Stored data
========
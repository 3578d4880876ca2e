// Copyright 2025 the Understory Authors
// SPDX-License-Identifier: Apache-2.0 OR MIT

//! Observable capabilities consumed by the expression helper.
//!
//! The helper does not own a value. It talks to three collaborators:
//!
//! - the owning [`ObservableValue`], which is the source handed to every
//!   listener callback;
//! - an optional [`PeerObservable`] whose notifications are mirrored into the
//!   owner's listeners;
//! - a [`ListenerErrorSink`] that receives listener panics.
//!
//! [`Owner`] bundles the first and the last. It holds the observable weakly so
//! that a helper stored inside its owner does not keep the owner alive.

use core::fmt;
use std::sync::{Arc, Weak};

use crate::listener::{
    ChangeListener, InvalidationListener, ListenerKind, SubChangeListener,
    SubInvalidationListener,
};
use crate::sink::{ListenerErrorSink, isolate};

/// Bounds required of property values.
///
/// Values are compared with [`PartialEq`] to decide whether a change listener
/// fires, and cloned into each delivery snapshot.
pub trait PropertyValue: Clone + PartialEq + Send + Sync + 'static {}

impl<T: Clone + PartialEq + Send + Sync + 'static> PropertyValue for T {}

/// A value that can be observed.
///
/// This is the event source passed to listener callbacks.
pub trait ObservableValue<T>: Send + Sync {
    /// Returns the current value.
    fn value(&self) -> T;
}

/// An observable that other helpers may mirror.
///
/// Implementations serialize registration and firing on their own; the helper
/// only ever calls these methods to attach or detach its proxy listeners.
pub trait PeerObservable<T>: ObservableValue<T> {
    /// Registers an invalidation listener.
    fn add_invalidation_listener(&self, listener: InvalidationListener<T>);
    /// Removes the first registration equal to `listener`.
    fn remove_invalidation_listener(&self, listener: &InvalidationListener<T>);
    /// Registers a sub-invalidation listener.
    fn add_sub_invalidation_listener(&self, listener: SubInvalidationListener<T>);
    /// Removes the first registration equal to `listener`.
    fn remove_sub_invalidation_listener(&self, listener: &SubInvalidationListener<T>);
    /// Registers a change listener.
    fn add_change_listener(&self, listener: ChangeListener<T>);
    /// Removes the first registration equal to `listener`.
    fn remove_change_listener(&self, listener: &ChangeListener<T>);
    /// Registers a sub-change listener.
    fn add_sub_change_listener(&self, listener: SubChangeListener<T>);
    /// Removes the first registration equal to `listener`.
    fn remove_sub_change_listener(&self, listener: &SubChangeListener<T>);

    /// Returns the observable this one mirrors in turn, if any.
    ///
    /// Used to reject peer chains that lead back to their start.
    fn peer(&self) -> Option<Arc<dyn PeerObservable<T>>> {
        None
    }
}

/// Returns `true` if `a` and `b` are the same observable object.
#[must_use]
pub fn same_observable<T>(a: &dyn ObservableValue<T>, b: &dyn ObservableValue<T>) -> bool {
    core::ptr::addr_eq(core::ptr::from_ref(a), core::ptr::from_ref(b))
}

/// The owning side of an expression helper.
pub struct Owner<T> {
    observable: Weak<dyn ObservableValue<T>>,
    sink: Arc<dyn ListenerErrorSink>,
}

impl<T: 'static> Owner<T> {
    /// Creates an owner from a weak reference to the observable.
    #[must_use]
    pub fn new(observable: Weak<dyn ObservableValue<T>>, sink: Arc<dyn ListenerErrorSink>) -> Self {
        Self { observable, sink }
    }

    /// Creates an owner for an observable that is already shared.
    #[must_use]
    pub fn from_arc<O>(observable: &Arc<O>, sink: Arc<dyn ListenerErrorSink>) -> Self
    where
        O: ObservableValue<T> + 'static,
    {
        let observable: Weak<O> = Arc::downgrade(observable);
        Self { observable, sink }
    }

    /// Returns the observable, unless it has been dropped.
    #[must_use]
    pub fn observable(&self) -> Option<Arc<dyn ObservableValue<T>>> {
        self.observable.upgrade()
    }

    /// Returns `true` while the observable is alive.
    #[must_use]
    pub fn is_alive(&self) -> bool {
        self.observable.strong_count() > 0
    }

    /// Returns the observable's current value, unless it has been dropped.
    #[must_use]
    pub fn value(&self) -> Option<T> {
        self.observable().map(|observable| observable.value())
    }

    /// Returns the sink that receives listener panics.
    #[must_use]
    pub fn sink(&self) -> &Arc<dyn ListenerErrorSink> {
        &self.sink
    }

    /// Runs `notify` with the owner as event source, isolating panics.
    ///
    /// Does nothing once the observable has been dropped.
    pub(crate) fn notify(&self, kind: ListenerKind, notify: impl FnOnce(&dyn ObservableValue<T>)) {
        if let Some(source) = self.observable() {
            isolate(kind, &*self.sink, || notify(&*source));
        }
    }
}

impl<T> Clone for Owner<T> {
    fn clone(&self) -> Self {
        Self {
            observable: Weak::clone(&self.observable),
            sink: Arc::clone(&self.sink),
        }
    }
}

impl<T> fmt::Debug for Owner<T> {
    fn fmt(&self, f: &mut fmt::Formatter<'_>) -> fmt::Result {
        f.debug_struct("Owner")
            .field("alive", &(self.observable.strong_count() > 0))
            .finish_non_exhaustive()
    }
}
========
Task instructions »
Scan the data above; copy every line where "Creates" appears.

Your solution »
    /// Creates an owner from a weak reference to the observable.
    /// Creates an owner for an observable that is already shared.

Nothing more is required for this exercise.